If this chemical noise were not bad enough, many instruments also generate files whose storage volume is completely out of proportion to their information content. A good spectrum may contain as much as 500 bytes of information, about 50 masses and corresponding intensities. Current data systems may require several megabytes to store this information because they create a high-fidelity record of the analog output of the instrument. Considering that such a system can easily be configured to run 24/7, chewing up megabytes per second, the storage requirements can really start to add up.
The maintenance of hi-fi analog output is necessary if you are designing an instrument or developing signal-processing software. For molecular biologists, geneticists, and clinical investigators — the end users of the information — these records are irrelevant (and even a little scary). These users need crisp answers such as four- to 16-byte accession numbers and possibly a few bytes to record the locations of post-translational modifications.
Understanding the Habit
When data system manufacturers are confronted with the logical dissonance of requiring the storage of 100 megabytes to confirm a few bytes of accession number, they will frequently dodge behind the United States Code of Federal Regulations (21 CFR part 11). Compliance with these regulations is imposed by the Food and Drug Administration in pharmaceutical industry laboratories so that an auditor can figure out why, when, and what was done by whom. Confronted with the awesome authority of 21CFR11, there is a tendency to grudgingly accept it as justifying the perpetual retention of every bit of electronic flotsam and jetsam all too easily dumped to disk. Scientists assume such a law is written in language so Byzantine that it would make a credit card contract seem simple by comparison.

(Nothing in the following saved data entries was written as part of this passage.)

//! Request interception: per-request cache strategy selection.
//!
//! The interceptor owns two partitions. The static partition is named
//! by the current generation tag, seeded at install and swept at
//! activation. The data partition has a fixed name and collects API
//! responses under the network-first strategy.

use color_eyre::{eyre::eyre, Result};
use std::sync::Arc;
use tracing::{debug, info, warn};

use crate::cache::CacheStorage;
use crate::config::WorkerConfig;
use crate::http::{FetchReply, Request, RequestMode, Response};
use crate::net::Network;
use crate::worker::events::EventScope;

/// Fallback payload for API requests that fail while nothing is
/// cached. Byte-exact wire format; clients already parse it.
const OFFLINE_BODY: &str =
  r#"{"offline":true,"message":"Offline data - may be outdated","cached":true}"#;

/// Applies one of two caching strategies per intercepted request:
/// network-first for API requests, cache-first for everything else.
///
/// Handling is stateless per invocation; the only cross-request state
/// is cache contents. Cloning shares storage and network handles.
pub struct RequestInterceptor<S, N> {
  config: Arc<WorkerConfig>,
  storage: Arc<S>,
  network: Arc<N>,
}

impl<S: CacheStorage + 'static, N: Network> RequestInterceptor<S, N> {
  pub fn new(config: WorkerConfig, storage: S, network: N) -> Self {
    Self {
      config: Arc::new(config),
      storage: Arc::new(storage),
      network: Arc::new(network),
    }
  }

  /// Storage handle, shared with any clones.
  pub fn storage(&self) -> &S {
    &self.storage
  }

  /// Network handle, shared with any clones.
  pub fn network(&self) -> &N {
    &self.network
  }

  /// Name of the static partition for the current generation.
  fn static_partition(&self) -> &str {
    &self.config.static_generation
  }

  /// Partition names the activation sweep must leave alone. The data
  /// partition is unversioned and deliberately exempt.
  fn allow_list(&self) -> [&str; 2] {
    [&self.config.static_generation, &self.config.data_cache_name]
  }

  /// Whether a request is subject to network-first handling.
  pub fn is_api_request(&self, request: &Request) -> bool {
    self
      .config
      .api_patterns
      .iter()
      .any(|pattern| pattern.is_match(&request.url))
  }

  /// Install: seed the static partition with the app shell.
  ///
  /// All-or-nothing: one failed seed fetch fails the whole install and
  /// nothing is stored; the host retries installation later. Readiness
  /// to supersede a waiting worker is signaled up front.
  pub async fn install(&self, scope: &EventScope) -> Result<()> {
    scope.skip_waiting();

    let mut entries = Vec::with_capacity(self.config.seed_resources.len());
    for url in &self.config.seed_resources {
      let request = Request::get(url);
      let response = self
        .network
        .fetch(&request)
        .await
        .map_err(|e| eyre!("Failed to fetch seed resource {}: {}", url, e))?;

      if !response.is_success() {
        return Err(eyre!(
          "Seed resource {} returned status {}",
          url,
          response.status
        ));
      }

      entries.push((request, response));
    }

    self.storage.put_many(self.static_partition(), &entries)?;
    info!(
      "Seeded {} resources into {}",
      entries.len(),
      self.static_partition()
    );

    Ok(())
  }

  /// Activation sweep: delete every partition from an older
  /// generation. Best-effort; individual deletion failures are logged
  /// and do not fail activation. Idempotent.
  pub async fn activate(&self) -> Result<()> {
    let allow = self.allow_list();

    for name in self.storage.partition_names()? {
      if allow.contains(&name.as_str()) {
        continue;
      }
      match self.storage.delete_partition(&name) {
        Ok(true) => info!("Deleted stale cache partition {}", name),
        Ok(false) => {}
        Err(e) => warn!("Failed to delete cache partition {}: {}", name, e),
      }
    }

    Ok(())
  }

  /// Dispatch a fetch to the matching strategy.
  ///
  /// Network failures are always recovered locally into a degraded
  /// response (or an explicit [`FetchReply::NoResponse`]); only
  /// storage errors propagate.
  pub async fn handle_fetch(&self, scope: &EventScope, request: &Request) -> Result<FetchReply> {
    if self.is_api_request(request) {
      self.network_first(request).await
    } else {
      self.cache_first(scope, request).await
    }
  }

  /// Network-first with cache fallback, for API data.
  async fn network_first(&self, request: &Request) -> Result<FetchReply> {
    match self.network.fetch(request).await {
      Ok(response) => {
        // Only a clean 200 is worth replaying offline
        if response.status == 200 {
          self
            .storage
            .put(&self.config.data_cache_name, request, &response)?;
        }
        Ok(FetchReply::Response(response))
      }
      Err(e) => {
        debug!("Network fetch failed for {}: {}", request.url, e);

        if let Some(cached) = self
          .storage
          .match_in(&self.config.data_cache_name, request)?
        {
          return Ok(FetchReply::Response(cached.response));
        }

        Ok(FetchReply::Response(offline_json()))
      }
    }
  }

  /// Cache-first for static assets. On a miss the live response is
  /// returned right away; the cache write is registered with the event
  /// scope instead of blocking the caller.
  async fn cache_first(&self, scope: &EventScope, request: &Request) -> Result<FetchReply> {
    if let Some(cached) = self.storage.match_any(request)? {
      return Ok(FetchReply::Response(cached.response));
    }

    match self.network.fetch(request).await {
      Ok(response) => {
        if response.status == 200 {
          let storage = Arc::clone(&self.storage);
          let partition = self.config.static_generation.clone();
          let request = request.clone();
          let copy = response.clone();
          scope.wait_until(async move {
            if let Err(e) = storage.put(&partition, &request, &copy) {
              warn!("Background cache write for {} failed: {}", request.url, e);
            }
          });
        }
        Ok(FetchReply::Response(response))
      }
      Err(e) => {
        debug!("Network fetch failed for {}: {}", request.url, e);

        if request.mode == RequestMode::Navigate {
          // Fall back to the cached root document for page loads
          if let Some(cached) = self.storage.match_any(&Request::get("/"))? {
            return Ok(FetchReply::Response(cached.response));
          }
          return Ok(FetchReply::Response(offline_text()));
        }

        Ok(FetchReply::NoResponse)
      }
    }
  }
}

impl<S, N> Clone for RequestInterceptor<S, N> {
  fn clone(&self) -> Self {
    Self {
      config: Arc::clone(&self.config),
      storage: Arc::clone(&self.storage),
      network: Arc::clone(&self.network),
    }
  }
}

fn offline_json() -> Response {
  Response::ok(OFFLINE_BODY).with_header("content-type", "application/json")
}

fn offline_text() -> Response {
  Response::ok("Offline").with_header("content-type", "text/plain")
}

#[cfg(test)]
mod tests {
  use super::*;
  use crate::cache::MemoryStorage;
  use crate::net::testing::MockNetwork;

  const WEATHER_URL: &str = "https://api.openweathermap.org/data/2.5/weather?q=pune";

  fn interceptor() -> RequestInterceptor<MemoryStorage, MockNetwork> {
    RequestInterceptor::new(
      WorkerConfig::farmer_market().unwrap(),
      MemoryStorage::new(),
      MockNetwork::new(),
    )
  }

  fn seed_network(network: &MockNetwork) {
    network.respond("/", Response::ok("<html>home</html>"));
    network.respond("/static/manifest.json", Response::ok("{}"));
    network.respond("/static/icon-192.png", Response::ok("png192"));
    network.respond("/static/icon-512.png", Response::ok("png512"));
  }

  #[tokio::test]
  async fn test_install_seeds_every_resource() {
    let interceptor = interceptor();
    seed_network(&interceptor.network);

    let scope = EventScope::new();
    interceptor.install(&scope).await.unwrap();

    assert!(scope.skip_waiting_requested());
    for url in &interceptor.config.seed_resources {
      let cached = interceptor
        .storage
        .match_in("farmer-market-v1", &Request::get(url))
        .unwrap();
      assert!(cached.is_some(), "missing seed entry for {}", url);
    }
  }

  #[tokio::test]
  async fn test_install_is_all_or_nothing() {
    let interceptor = interceptor();
    seed_network(&interceptor.network);
    interceptor.network.fail("/static/icon-512.png");

    let scope = EventScope::new();
    assert!(interceptor.install(&scope).await.is_err());

    // Nothing stored, not even the seeds fetched before the failure
    assert!(interceptor.storage.partition_names().unwrap().is_empty());
  }

  #[tokio::test]
  async fn test_activation_sweeps_old_generations() {
    let interceptor = interceptor();
    let request = Request::get("/");
    let storage = &interceptor.storage;
    storage.put("farmer-market-v0", &request, &Response::ok("old")).unwrap();
    storage.put("farmer-market-data-v1", &request, &Response::ok("data")).unwrap();
    storage.put("farmer-market-v1", &request, &Response::ok("new")).unwrap();

    interceptor.activate().await.unwrap();

    assert_eq!(
      storage.partition_names().unwrap(),
      vec!["farmer-market-data-v1", "farmer-market-v1"]
    );
  }

  #[tokio::test]
  async fn test_activation_is_idempotent() {
    let interceptor = interceptor();
    let request = Request::get("/");
    interceptor
      .storage
      .put("farmer-market-v1", &request, &Response::ok("home"))
      .unwrap();

    interceptor.activate().await.unwrap();
    interceptor.activate().await.unwrap();

    assert_eq!(
      interceptor.storage.partition_names().unwrap(),
      vec!["farmer-market-v1"]
    );
  }

  #[tokio::test]
  async fn test_api_success_is_cached_in_data_partition() {
    let interceptor = interceptor();
    let body = r#"{"temp":31}"#;
    interceptor.network.respond(WEATHER_URL, Response::ok(body));

    let scope = EventScope::new();
    let request = Request::get(WEATHER_URL);
    let reply = interceptor.handle_fetch(&scope, &request).await.unwrap();

    assert_eq!(reply.into_response().unwrap().body_text(), body);

    let cached = interceptor
      .storage
      .match_in("farmer-market-data-v1", &request)
      .unwrap()
      .unwrap();
    assert_eq!(cached.response.body_text(), body);
    assert_eq!(cached.response.status, 200);
  }

  #[tokio::test]
  async fn test_api_non_200_bypasses_cache_write() {
    let interceptor = interceptor();
    interceptor
      .network
      .respond(WEATHER_URL, Response::new(503).with_body("unavailable"));

    let scope = EventScope::new();
    let request = Request::get(WEATHER_URL);
    let reply = interceptor.handle_fetch(&scope, &request).await.unwrap();

    assert_eq!(reply.into_response().unwrap().status, 503);
    assert!(interceptor
      .storage
      .match_in("farmer-market-data-v1", &request)
      .unwrap()
      .is_none());
  }

  #[tokio::test]
  async fn test_api_failure_replays_cached_data() {
    let interceptor = interceptor();
    let request = Request::get(WEATHER_URL);
    interceptor
      .storage
      .put("farmer-market-data-v1", &request, &Response::ok("stale-data"))
      .unwrap();

    let scope = EventScope::new();
    let reply = interceptor.handle_fetch(&scope, &request).await.unwrap();

    assert_eq!(reply.into_response().unwrap().body_text(), "stale-data");
  }

  #[tokio::test]
  async fn test_api_failure_without_cache_synthesizes_offline_json() {
    let interceptor = interceptor();

    let scope = EventScope::new();
    let request = Request::get(WEATHER_URL);
    let reply = interceptor.handle_fetch(&scope, &request).await.unwrap();

    let response = reply.into_response().unwrap();
    assert_eq!(response.status, 200);
    assert_eq!(response.header("content-type"), Some("application/json"));
    assert_eq!(
      response.body_text(),
      r#"{"offline":true,"message":"Offline data - may be outdated","cached":true}"#
    );
  }

  #[tokio::test]
  async fn test_static_hit_never_touches_the_network() {
    let interceptor = interceptor();
    let request = Request::get("/static/icon-192.png");
    interceptor
      .storage
      .put("farmer-market-v1", &request, &Response::ok("png192"))
      .unwrap();

    let scope = EventScope::new();
    let reply = interceptor.handle_fetch(&scope, &request).await.unwrap();

    assert_eq!(reply.into_response().unwrap().body_text(), "png192");
    assert_eq!(interceptor.network.calls(), 0);
  }

  #[tokio::test]
  async fn test_static_miss_caches_in_background() {
    let interceptor = interceptor();
    let request = Request::get("/static/style.css");
    interceptor
      .network
      .respond("/static/style.css", Response::ok("body{}"));

    let scope = EventScope::new();
    let reply = interceptor.handle_fetch(&scope, &request).await.unwrap();
    assert_eq!(reply.into_response().unwrap().body_text(), "body{}");

    // The write is registered background work, visible after settle
    scope.settle().await;
    let cached = interceptor
      .storage
      .match_in("farmer-market-v1", &request)
      .unwrap()
      .unwrap();
    assert_eq!(cached.response.body_text(), "body{}");
  }

  #[tokio::test]
  async fn test_static_miss_non_200_is_returned_uncached() {
    let interceptor = interceptor();
    let request = Request::get("/missing.png");
    interceptor
      .network
      .respond("/missing.png", Response::new(404));

    let scope = EventScope::new();
    let reply = interceptor.handle_fetch(&scope, &request).await.unwrap();
    assert_eq!(reply.into_response().unwrap().status, 404);

    scope.settle().await;
    assert!(interceptor.storage.match_any(&request).unwrap().is_none());
  }

  #[tokio::test]
  async fn test_navigation_failure_falls_back_to_cached_root() {
    let interceptor = interceptor();
    interceptor
      .storage
      .put(
        "farmer-market-v1",
        &Request::get("/"),
        &Response::ok("<html>home</html>"),
      )
      .unwrap();

    let scope = EventScope::new();
    let request = Request::navigate("/market/prices");
    let reply = interceptor.handle_fetch(&scope, &request).await.unwrap();

    assert_eq!(
      reply.into_response().unwrap().body_text(),
      "<html>home</html>"
    );
  }

  #[tokio::test]
  async fn test_navigation_failure_without_root_is_plain_offline() {
    let interceptor = interceptor();

    let scope = EventScope::new();
    let request = Request::navigate("/market/prices");
    let reply = interceptor.handle_fetch(&scope, &request).await.unwrap();

    let response = reply.into_response().unwrap();
    assert_eq!(response.body_text(), "Offline");
    assert_eq!(response.header("content-type"), Some("text/plain"));
  }

  #[tokio::test]
  async fn test_non_navigation_failure_yields_no_response() {
    let interceptor = interceptor();

    let scope = EventScope::new();
    let request = Request::get("/static/other.js");
    let reply = interceptor.handle_fetch(&scope, &request).await.unwrap();

    assert!(!reply.is_response());
  }
}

Regardless of what one might think of members of Congress, they (or at least their staffs) can be pretty lucid at times. While some sections of these regulations are a bit vague, the document is much easier to read than most scientific papers. Prying a little deeper into 21CFR11, section 11.10 describes the requirements for retaining electronic records. Specifically, point (c) says records should be protected to “enable their accurate and ready retrieval throughout the records retention period.”
Put another way: retain the information as long as you legitimately need it, but no longer. People in Congress certainly understand how valuable a shredder is once information has reached its “best before” date. With this in mind, estimating practical storage requirements is easy once you have thought through a reasonable data retention policy.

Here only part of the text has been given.